It’s a strange time. The situation makes many of us anxious. We all have become spacially aware. We have to stay 2 metres apart. Another person is a potential threat.

It is also liberating this period of stasis. Travel has become impossible so our worlds have become smaller – we have become used to our ‘near worlds’. It is like a return to the past, when life was slower, simpler and more silent: very little traffic. Fewer cars, fewer planes overhead. These sounds have receded and birdsong is the primary sound, amplified by the start of Spring.

And here I am. Back with my devoted mother and dying father. Waiting. Waiting.

On Easter Day he started to vomit and was coughing uncontrollably. His feet and hands were cold. His breathing became intermittent. One breath, 2nd breath. Then nothing. Beat. Then the breathing starts again.

Grace – our live in carer – said he seems much weaker now. The signs seemed to show that he was about to ‘reach his terminus’ as Clive James once said.

He died earlier this year.

Mum called me home. A strange day. Driving fast along the A303, M3, M25, A12. No one about. Something dystopian about it. Like a film where there has been some sort of disaster. Always the feeling that humans and the world they have created are somehow in retreat and the force of nature is returning.

It was like a Summer’s day. Hot. As I got closer to home huge black clouds appeared. Storm clouds which would give their rain in a sudden burst. Windscreen wipers frantically flipping from one side to the other.

When I got here it was raining slowly and warmly. Moody weather. As my sister said – you couldn’t make it up.

Dad looked so pallid. His skin grey like putty. He was wearing a T shirt of my brother’s noise rock band. He used to wear it when he was gardening. And propped up and surrounded by pillows – the same pillows we had when we were children, each one with our name on.

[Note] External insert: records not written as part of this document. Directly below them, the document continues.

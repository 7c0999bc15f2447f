use axum::{
    extract::{Path, Query, State},
    http::StatusCode,
    response::IntoResponse,
    Json,
};

use crate::{
    model::{
        api::ErrorDto,
        booking::{BookingDto, BookingPageDto, CancelBookingDto, CreateBookingDto},
    },
    server::{
        error::AppError,
        middleware::{
            auth::{AuthGuard, Permission},
            token::BearerToken,
        },
        model::booking::CreateBookingParams,
        service::booking::BookingService,
        state::AppState,
        util::pagination::PaginationParams,
    },
};

/// Tag for grouping booking endpoints in OpenAPI documentation
pub static BOOKING_TAG: &str = "bookings";

/// Book seats on a trip.
///
/// Seats are taken atomically; the trip turns `full` when none remain. The driver is
/// notified and the passenger joins the trip conversation.
///
/// # Access Control
/// - `Authenticated` - Any signed-in user can book trips
///
/// # Arguments
/// - `state` - Application state containing the database connection
/// - `bearer` - Access token from the `Authorization` header
/// - `payload` - Trip ID, seat count and pickup details
///
/// # Returns
/// - `201 Created` - Seats booked
/// - `400 Bad Request` - Trip not bookable or not enough seats
/// - `401 Unauthorized` - Missing or invalid token
/// - `403 Forbidden` - Drivers cannot book their own trip
/// - `404 Not Found` - Trip not found
/// - `409 Conflict` - Passenger already holds a booking on this trip
/// - `500 Internal Server Error` - Internal server error
#[utoipa::path(
    post,
    path = "/bookings",
    tag = BOOKING_TAG,
    security(("bearer_auth" = [])),
    request_body = CreateBookingDto,
    responses(
        (status = 201, description = "Seats booked", body = BookingDto),
        (status = 400, description = "Trip not bookable or not enough seats", body = ErrorDto),
        (status = 401, description = "Missing or invalid token", body = ErrorDto),
        (status = 403, description = "Drivers cannot book their own trip", body = ErrorDto),
        (status = 404, description = "Trip not found", body = ErrorDto),
        (status = 409, description = "Passenger already holds a booking on this trip", body = ErrorDto),
        (status = 500, description = "Internal server error", body = ErrorDto)
    ),
)]
pub async fn create_booking(
    State(state): State<AppState>,
    bearer: BearerToken,
    Json(payload): Json<CreateBookingDto>,
) -> Result<impl IntoResponse, AppError> {
    let user = AuthGuard::new(&state.db, &state.tokens, &bearer)
        .require(&[])
        .await?;

    let booking = BookingService::new(&state.db)
        .create(CreateBookingParams::from_dto(user.id, payload))
        .await?;

    Ok((StatusCode::CREATED, Json(booking.into_dto())))
}

/// List the caller's bookings.
///
/// # Access Control
/// - `Authenticated` - Any signed-in user can view their own bookings
///
/// # Arguments
/// - `state` - Application state containing the database connection
/// - `bearer` - Access token from the `Authorization` header
/// - `pagination` - Pagination parameters (page and entries)
///
/// # Returns
/// - `200 OK` - Bookings of the signed-in passenger
/// - `401 Unauthorized` - Missing or invalid token
/// - `500 Internal Server Error` - Internal server error
#[utoipa::path(
    get,
    path = "/bookings/my",
    tag = BOOKING_TAG,
    security(("bearer_auth" = [])),
    params(PaginationParams),
    responses(
        (status = 200, description = "Bookings of the signed-in passenger", body = BookingPageDto),
        (status = 401, description = "Missing or invalid token", body = ErrorDto),
        (status = 500, description = "Internal server error", body = ErrorDto)
    ),
)]
pub async fn get_my_bookings(
    State(state): State<AppState>,
    bearer: BearerToken,
    Query(pagination): Query<PaginationParams>,
) -> Result<impl IntoResponse, AppError> {
    let user = AuthGuard::new(&state.db, &state.tokens, &bearer)
        .require(&[])
        .await?;

    let page = BookingService::new(&state.db)
        .get_mine(user.id, pagination.page, pagination.per_page())
        .await?;

    Ok((StatusCode::OK, Json(page.into_dto())))
}

/// List bookings on the caller's trips.
///
/// # Access Control
/// - `Driver` - Only drivers can view bookings on their trips
///
/// # Arguments
/// - `state` - Application state containing the database connection
/// - `bearer` - Access token from the `Authorization` header
/// - `pagination` - Pagination parameters (page and entries)
///
/// # Returns
/// - `200 OK` - Bookings on the signed-in driver's trips
/// - `401 Unauthorized` - Missing or invalid token
/// - `403 Forbidden` - User is not a driver
/// - `500 Internal Server Error` - Internal server error
#[utoipa::path(
    get,
    path = "/bookings/incoming",
    tag = BOOKING_TAG,
    security(("bearer_auth" = [])),
    params(PaginationParams),
    responses(
        (status = 200, description = "Bookings on the signed-in driver's trips", body = BookingPageDto),
        (status = 401, description = "Missing or invalid token", body = ErrorDto),
        (status = 403, description = "User is not a driver", body = ErrorDto),
        (status = 500, description = "Internal server error", body = ErrorDto)
    ),
)]
pub async fn get_incoming_bookings(
    State(state): State<AppState>,
    bearer: BearerToken,
    Query(pagination): Query<PaginationParams>,
) -> Result<impl IntoResponse, AppError> {
    let user = AuthGuard::new(&state.db, &state.tokens, &bearer)
        .require(&[Permission::Driver])
        .await?;

    let page = BookingService::new(&state.db)
        .get_incoming(user.id, pagination.page, pagination.per_page())
        .await?;

    Ok((StatusCode::OK, Json(page.into_dto())))
}

/// Get a booking.
///
/// Visible to the passenger and to the driver of the trip.
///
/// # Access Control
/// - `Authenticated` - Any signed-in user can view a booking they are part of
///
/// # Arguments
/// - `state` - Application state containing the database connection
/// - `bearer` - Access token from the `Authorization` header
/// - `id` - Booking ID
///
/// # Returns
/// - `200 OK` - The booking
/// - `401 Unauthorized` - Missing or invalid token
/// - `403 Forbidden` - Caller is neither the passenger nor the driver
/// - `404 Not Found` - Booking not found
/// - `500 Internal Server Error` - Internal server error
#[utoipa::path(
    get,
    path = "/bookings/{id}",
    tag = BOOKING_TAG,
    security(("bearer_auth" = [])),
    params(
        ("id" = i32, Path, description = "Booking ID")
    ),
    responses(
        (status = 200, description = "The booking", body = BookingDto),
        (status = 401, description = "Missing or invalid token", body = ErrorDto),
        (status = 403, description = "Caller is neither the passenger nor the driver", body = ErrorDto),
        (status = 404, description = "Booking not found", body = ErrorDto),
        (status = 500, description = "Internal server error", body = ErrorDto)
    ),
)]
pub async fn get_booking(
    State(state): State<AppState>,
    bearer: BearerToken,
    Path(id): Path<i32>,
) -> Result<impl IntoResponse, AppError> {
    let user = AuthGuard::new(&state.db, &state.tokens, &bearer)
        .require(&[])
        .await?;

    let booking = BookingService::new(&state.db).get(user.id, id).await?;

    Ok((StatusCode::OK, Json(booking.into_dto())))
}

/// Cancel a booking.
///
/// The booked seats go back to the trip and the driver is notified.
///
/// # Access Control
/// - `Authenticated` - Any signed-in user can cancel their own bookings
///
/// # Arguments
/// - `state` - Application state containing the database connection
/// - `bearer` - Access token from the `Authorization` header
/// - `id` - Booking ID
/// - `payload` - Optional cancellation reason
///
/// # Returns
/// - `200 OK` - Booking cancelled and seats released
/// - `400 Bad Request` - Booking already cancelled or trip started
/// - `401 Unauthorized` - Missing or invalid token
/// - `403 Forbidden` - Caller is not the passenger
/// - `404 Not Found` - Booking not found
/// - `500 Internal Server Error` - Internal server error
#[utoipa::path(
    post,
    path = "/bookings/{id}/cancel",
    tag = BOOKING_TAG,
    security(("bearer_auth" = [])),
    params(
        ("id" = i32, Path, description = "Booking ID")
    ),
    request_body = CancelBookingDto,
    responses(
        (status = 200, description = "Booking cancelled and seats released", body = BookingDto),
        (status = 400, description = "Booking already cancelled or trip started", body = ErrorDto),
        (status = 401, description = "Missing or invalid token", body = ErrorDto),
        (status = 403, description = "Caller is not the passenger", body = ErrorDto),
        (status = 404, description = "Booking not found", body = ErrorDto),
        (status = 500, description = "Internal server error", body = ErrorDto)
    ),
)]
pub async fn cancel_booking(
    State(state): State<AppState>,
    bearer: BearerToken,
    Path(id): Path<i32>,
    Json(payload): Json<CancelBookingDto>,
) -> Result<impl IntoResponse, AppError> {
    let user = AuthGuard::new(&state.db, &state.tokens, &bearer)
        .require(&[])
        .await?;

    let booking = BookingService::new(&state.db)
        .cancel(user.id, id, payload.reason)
        .await?;

    Ok((StatusCode::OK, Json(booking.into_dto())))
}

The one nearest to me was faded green. It has greenery, a woodland scene and an owl and the name James in the middle of it. I remember it. I breathe hard and walk out of the room into his study across the hall. This is where I let it out. On my own.

Then a feeling of relief, elation almost. Then my brother and sister sit or stand in the room keeping 2 metres apart from each other yet wanting to be close to him. All of us in silence, our eyes shining, watching him with our own thoughts, memories and prayers.

That was Sunday. Today is Friday. And again he’s pulled himself back from the cliff edge. Does he feel he’s getting closer and decides to resist it, to fight it. Who knows? There is no communication anymore. It’s amazing but it’s tiring, especially for mum. She’s admitted she wants to move on. For his sake and for our’s.

Every day feels like a weekend. Wake up and think what will I do today? The slowing of time. The sound of the bees. The sound of the wind in the lime trees. The slants of sunlight coming through the window creating big blocks of pale gold on the floor.

Waiting.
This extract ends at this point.